So I’ve already done this. I have Linkerd in my path. We’ll do a quick version. Okay, so now I’m running the latest stable release and I currently don’t have the server or the control plane installed on my cluster. If we look at the cluster. This is a vanilla mini-kube. It was just installed eight minutes ago, set up eight minutes ago. So let’s go ahead and do the first thing which is a precheck. This is really nice. It basically is a set of really quick checks, but fairly comprehensive ensuring g a bunch of things that make sure that you can you have Kubernetes running, you can query that’s the right version, it checks out the RBAC of your current news profile or contacts, making sure that you can actually create the resources that needs to be created, and making sure that there aren’t conflicting resources that already exist. This is really great. It also kind of makes sure that your tooling is up to date. 

So probably a good time to just mention, there are different release channels for Linkerd so the latest stable release, which is kind of how they’re intended for mass consumption and for enterprise users who are relying on long term support. So the latest stable release was 2.6 and 2.61 is the latest patch. And I read the announcement this morning, it looks like it took about seven or eight weeks since the last stable release. So they’ve been actually ramping up their velocity and the releases are coming out once or twice a quarter.

So we did the pre check everything looks good. So let’s start the installation process. Linkerd makes it pretty easy.
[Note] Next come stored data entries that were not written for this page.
//! Connection states, roles, and the status codes a terminal failure
//! carries back to the application.

use std::fmt;

use serde::{Deserialize, Serialize};
use tether_transport::DisconnectReason;

// ---------------------------------------------------------------------------
// ConnectionState
// ---------------------------------------------------------------------------

/// The local peer's connection lifecycle.
///
/// ```text
///                 ┌──────────── init ─────────────┐
///                 ▼                               │
/// Disconnected → StartingHost ─(name taken)→ StartingClient
///      ▲              │                           │
///      │              └────────→ Connected ←──────┘
///  Disconnecting ← leave ──────────┤  │
///                                  │  └─(host lost)→ Migrating* → Restoring* ─┐
///                                  │                                          │
///                                  └─────────────── Connected ←───────────────┘
/// ```
///
/// Lobby and room switches go through `SwitchingLobby` / `SwitchingRoom`,
/// which wait for the old connection to close before starting the new one.
/// The full edge list lives in [`crate::transition`].
#[derive(Debug, Clone, Copy, PartialEq, Eq, Hash, Serialize, Deserialize)]
pub enum ConnectionState {
    Disconnected,
    Disconnecting,
    StartingLobby,
    StartingHost,
    StartingClient,
    MigratingHost,
    MigratingClient,
    RestoringHost,
    RestoringClient,
    SwitchingRoom,
    SwitchingLobby,
    Connected,
    ConnectedToLobby,
}

impl ConnectionState {
    /// States that issue a relay start request on entry.
    pub fn is_starting(&self) -> bool {
        matches!(
            self,
            Self::StartingLobby
                | Self::StartingHost
                | Self::StartingClient
                | Self::RestoringHost
                | Self::RestoringClient
        )
    }

    /// States that shut the relay down on entry and move on once the
    /// resulting disconnect arrives.
    pub fn awaits_disconnect(&self) -> bool {
        matches!(
            self,
            Self::Disconnecting
                | Self::MigratingHost
                | Self::MigratingClient
                | Self::SwitchingRoom
                | Self::SwitchingLobby
        )
    }

    /// `RestoringHost` or `RestoringClient`.
    pub fn is_restoring(&self) -> bool {
        matches!(self, Self::RestoringHost | Self::RestoringClient)
    }

    /// `Connected` or `ConnectedToLobby`: nothing in flight.
    pub fn is_settled(&self) -> bool {
        matches!(self, Self::Connected | Self::ConnectedToLobby)
    }

    /// The role a host/client start state connects in. `None` for states
    /// that don't start a room connection.
    pub fn start_role(&self) -> Option<Role> {
        match self {
            Self::StartingHost | Self::RestoringHost | Self::MigratingHost => {
                Some(Role::Host)
            }
            Self::StartingClient | Self::RestoringClient | Self::MigratingClient => {
                Some(Role::Client)
            }
            _ => None,
        }
    }
}

impl fmt::Display for ConnectionState {
    fn fmt(&self, f: &mut fmt::Formatter<'_>) -> fmt::Result {
        // Debug output is already the bare variant name.
        fmt::Debug::fmt(self, f)
    }
}

// ---------------------------------------------------------------------------
// Role
// ---------------------------------------------------------------------------

/// Which side of a room connection the local peer holds or is aiming for.
#[derive(Debug, Clone, Copy, PartialEq, Eq, Hash, Serialize, Deserialize)]
pub enum Role {
    Host,
    Client,
}

impl fmt::Display for Role {
    fn fmt(&self, f: &mut fmt::Formatter<'_>) -> fmt::Result {
        match self {
            Self::Host => write!(f, "host"),
            Self::Client => write!(f, "client"),
        }
    }
}

// ---------------------------------------------------------------------------
// ConnectionStatus
// ---------------------------------------------------------------------------

/// Why a session could not be kept alive.
///
/// Carried by [`ConnectionEvent::RestoreFailed`](crate::ConnectionEvent::RestoreFailed)
/// and handed to the application when it drops the user back to the
/// pre-session menu. `code()` follows HTTP-style conventions so the number
/// alone is meaningful in logs and telemetry.
#[derive(Debug, Clone, Copy, PartialEq, Eq, Hash, Serialize, Deserialize)]
pub enum ConnectionStatus {
    /// The relay stopped hearing from us (or we from it).
    Timeout,
    /// The room we tried to join doesn't exist any more.
    RoomNotFound,
    /// The room name kept colliding with another host.
    RoomNameConflict,
    /// No free slot in the room.
    RoomFull,
    /// The host disappeared and nobody could take over.
    HostLost,
    /// The session scene never finished loading.
    SceneNotLoaded,
    /// The relay refused us for a reason it didn't classify.
    Refused,
}

impl ConnectionStatus {
    /// Numeric status code.
    pub fn code(&self) -> u16 {
        match self {
            Self::RoomNotFound => 404,
            Self::Timeout => 408,
            Self::RoomNameConflict => 409,
            Self::HostLost => 410,
            Self::Refused => 500,
            Self::RoomFull => 503,
            Self::SceneNotLoaded => 504,
        }
    }
}

impl From<&DisconnectReason> for ConnectionStatus {
    fn from(reason: &DisconnectReason) -> Self {
        match reason {
            DisconnectReason::Timeout => Self::Timeout,
            DisconnectReason::RoomNotFound => Self::RoomNotFound,
            DisconnectReason::RoomNameConflict => Self::RoomNameConflict,
            DisconnectReason::RoomFull => Self::RoomFull,
            DisconnectReason::HostLeft => Self::HostLost,
            DisconnectReason::LocalShutdown | DisconnectReason::Other(_) => Self::Refused,
        }
    }
}

impl fmt::Display for ConnectionStatus {
    fn fmt(&self, f: &mut fmt::Formatter<'_>) -> fmt::Result {
        write!(f, "{:?} ({})", self, self.code())
    }
}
I’m going to first run the install commands and as you can see it spits out a bunch of YAML. This is basically a dry run. So what the install command does is produce to standard out, all the YAML you need to apply to a normal kubectl apply. We’re kind of looking at the Linkerd code a while back and one of the reasons that we did that this was that kind of the recommended starting point, as opposed to Helm, though more recently, there is Helm support is that this manifest contains things like public keys certificates that were generated during install. So this is kind of a good way to inspect a valid manifest for installing Linkerd, and now will pipe that to kubectl apply.

To actually perform the installation. So as you can see it’s kind of setting up the namespace and all the RBAC for service counts roles and role bindings and then it’s actually deploying to the namespace all the control plane components and configuration.

Looks like everything got created so just means Kubernetes resources applied successfully. Let’s see what’s in the namespace. I deployed this to the kind of standard Linkerd system namespace and as we can see, it’s initializing and let’s run check. Now we’re not running the pre check, but we’re kind of checking the active installation. A very useful tool – like a quick debugging step to see, are we healthy and in this case it’s the control plane healthy. Whereas, before it was “is the control plane installable?” There are also commands for checking “is the status of my application that’s been injected with the proxies healthy?” So it’s a really useful debugging command, so that I don’t need to really think about it. I can just run the command and and feel confident that if it succeeds, that everything is good to go.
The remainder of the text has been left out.